One afternoon last week, social drinks brought up the highly relevant topic of HIV. I was approached by a rep that asked if I wanted to be tested; kudos to G-A-Y that now does testing every Wednesday in the basement (that’s the lesbian bar, for those that didn’t know it existed). I declined having been tested recently, but who would want to find out in such a public place regardless?
I’m not knocking this because I think anything that helps to raise awareness is a step in the right direction but imagine hearing an upsetting diagnosis while out for your midweek cocktails and cocktalk.
Perhaps it’s a clever marketing scheme by which people then diagnosed spend their life savings getting drunk. I personally wouldn’t want to find out anywhere other than the confines of a nurses office.

We discussed who we’d tell and who we wouldn’t if we were diagnosed positive, and what was unsettling is that most of us wouldn’t tell anybody.
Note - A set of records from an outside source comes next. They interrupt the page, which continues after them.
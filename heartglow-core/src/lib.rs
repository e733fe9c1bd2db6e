pub mod ai;
pub mod completion_parser;
pub mod draft;
pub mod types;

pub use ai::{
    analyze_message, generate_message, AiConfig, AiError, ChatClient, ChatMessage, ChatRequest,
    ChatResponse, ConfigError, FakeChatClient, OpenAiClient, Role, Usage,
};
pub use completion_parser::{parse_completion, INSIGHTS_MARKER};
pub use draft::{DraftError, DraftStage, MessageDraft, DEFAULT_TONE_INTENSITY};
pub use types::{GenerationMode, GenerationRequest, GenerationResult};
//! Chat-completion client for message generation.
//!
//! This module provides:
//! - `ChatClient` trait abstracting the completion provider
//! - `OpenAiClient` implementation for OpenAI-compatible APIs
//! - `FakeChatClient` for tests
//! - Prompt templates and the generation/analysis flows built on them
//!
//! # Configuration
//!
//! Set these environment variables:
//!
//! - `OPENAI_API_KEY` (required): API key for the completion provider
//! - `HEARTGLOW_AI_MODEL` (optional): Model name, e.g. "gpt-4o-mini"
//! - `HEARTGLOW_AI_BASE_URL` (optional): OpenAI-compatible base URL
//! - `HEARTGLOW_AI_TIMEOUT_SECS` (optional): Per-request timeout
//! - `HEARTGLOW_AI_MAX_ATTEMPTS` (optional): Attempts per call
//! - `HEARTGLOW_AI_RETRY_BASE_MS` (optional): Base retry backoff delay

mod analyze;
mod config;
mod fake;
mod generate;
mod openai;
pub mod prompts;
mod types;

pub use analyze::analyze_message;
pub use config::{AiConfig, ConfigError};
pub use fake::FakeChatClient;
pub use generate::generate_message;
pub use openai::OpenAiClient;
pub use types::{ChatMessage, ChatRequest, ChatResponse, Role, Usage};

use async_trait::async_trait;
use thiserror::Error;

/// Error type for completion calls.
///
/// `Network` is the only retryable class; the client already retries it
/// internally, so callers seeing one know the attempts are exhausted.
#[derive(Debug, Error)]
pub enum AiError {
    #[error("Completion provider not configured: {0}")]
    NotConfigured(#[from] ConfigError),

    #[error("Network failure calling completion provider: {0}")]
    Network(String),

    #[error("Completion provider returned {status}: {message}")]
    Provider { status: u16, message: String },

    #[error("Unreadable completion payload: {0}")]
    Decode(String),
}

impl AiError {
    /// Whether a caller could reasonably try the whole call again.
    pub fn is_retryable(&self) -> bool {
        matches!(self, AiError::Network(_))
    }
}

/// Trait for chat-completion clients.
///
/// Implementations must be stateless per call and safe to share across
/// tasks. `prompt_name` identifies the prompt template for log correlation.
#[async_trait]
pub trait ChatClient: Send + Sync {
    /// Send a chat request and return the model's first-choice text.
    async fn complete(
        &self,
        prompt_name: &str,
        request: ChatRequest,
    ) -> Result<ChatResponse, AiError>;

    /// The model this client targets (e.g. "gpt-4o-mini", "fake-model").
    fn model_name(&self) -> &str;
}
At that one time in our lives when we probably need support the most, we’d bottle it all up? What this tells us, is that the gay scene is still very much uneducated and prejudice on the subject. There are already enough heterosexual people that think HIV is a death sentence without homosexual men thinking that too. It’s not.

If it were a friend of mine that been diagnosed, I would be there one hundred percent for him, and if he didn’t want me to tell anybody, I wouldn’t – that’s his choice. HIV is not something men should feel ashamed of having, and yet I’m to understand that secrecy is a large part of finding out you’re positive. Some of these men are just boys that made a mistake… Unfortunately one mistake is all it takes in some cases.
I’m not suggesting that all men should wear a HIV proud badge as it’s not neccessary- but if people choose to disclose their diagnosis on an internet profile it’s most likely so they don’t have to face the rejection their afraid of. If the fear of societies rejection wasn’t so great and more people could be honest about being positive then perhaps HIV wouldn’t be such the epidemic that it’s become.

My point is that choosing to sleep with someone that you know has HIV is entirely our choice, safety is important, and we have the right to say no if we feel uncomfortable – but terms like “riddled” are totes not acceptable, neither is the belief that HIV = AIDs; THEY’RE NOT DOING ANYBODY ANY FAVOURS… least of all the gay scene! We should be supporting our fellow gays, not suffocating them.